//! Batch sentiment dispatch and positional alignment.
//!
//! All headlines of one submission go out in a single batch request; result
//! `i` belongs to headline `i`. A short response never shifts results onto
//! the wrong headline: positions past the end are `Unavailable`.

use tracing::{debug, warn};

use super::client::{ClientError, RelayClient};
use super::headlines::{self, Headline};
use crate::inference::types::{SentimentOutput, SentimentScore};

/// Sentiment outcome for one headline.
#[derive(Debug, Clone, PartialEq)]
pub enum SentimentSlot {
    Available {
        top: SentimentScore,
        /// Everything the endpoint returned for this position.
        raw: SentimentOutput,
    },
    Unavailable,
}

impl SentimentSlot {
    pub fn top(&self) -> Option<&SentimentScore> {
        match self {
            SentimentSlot::Available { top, .. } => Some(top),
            SentimentSlot::Unavailable => None,
        }
    }
}

/// Pair each headline with the output at its position.
pub fn align(headlines: &[Headline], outputs: &[SentimentOutput]) -> Vec<SentimentSlot> {
    if outputs.len() != headlines.len() {
        warn!(
            headlines = headlines.len(),
            results = outputs.len(),
            "sentiment result count does not match headline count"
        );
    }

    headlines
        .iter()
        .map(|h| match outputs.get(h.position).and_then(|o| o.top().map(|t| (t, o))) {
            Some((top, raw)) => SentimentSlot::Available { top: top.clone(), raw: raw.clone() },
            None => SentimentSlot::Unavailable,
        })
        .collect()
}

/// One batch request for every headline, then positional alignment.
pub async fn dispatch_batch(
    client: &RelayClient,
    headlines: &[Headline],
) -> Result<Vec<SentimentSlot>, ClientError> {
    if headlines.is_empty() {
        return Ok(Vec::new());
    }
    let outputs = client.sentiment_batch(&headlines::texts(headlines), true).await?;
    debug!(headlines = headlines.len(), results = outputs.len(), "batch sentiment received");
    Ok(align(headlines, &outputs))
}
//! Application-wide error types.

use thiserror::Error;

use crate::inference::InferenceError;

#[derive(Debug, Error)]
pub enum AppError {
    #[error("config error: {0}")]
    Config(String),

    #[error("logger error: {0}")]
    Logger(String),

    #[error("server error: {0}")]
    Server(String),

    #[error("template error: {0}")]
    Template(String),

    #[error("inference error: {0}")]
    Inference(#[from] InferenceError),

    #[error("io error: {0}")]
    Io(#[from] std::io::Error),
}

[EXERCISE BRIEF]: Your answer must hold the line containing "use crate::inference::InferenceError;" and all lines after it in the entries above, exactly, and nothing else.

[EXERCISE OUTPUT]:
use crate::inference::InferenceError;

#[derive(Debug, Error)]
pub enum AppError {
    #[error("config error: {0}")]
    Config(String),

    #[error("logger error: {0}")]
    Logger(String),

    #[error("server error: {0}")]
    Server(String),

    #[error("template error: {0}")]
    Template(String),

    #[error("inference error: {0}")]
    Inference(#[from] InferenceError),

    #[error("io error: {0}")]
    Io(#[from] std::io::Error),
}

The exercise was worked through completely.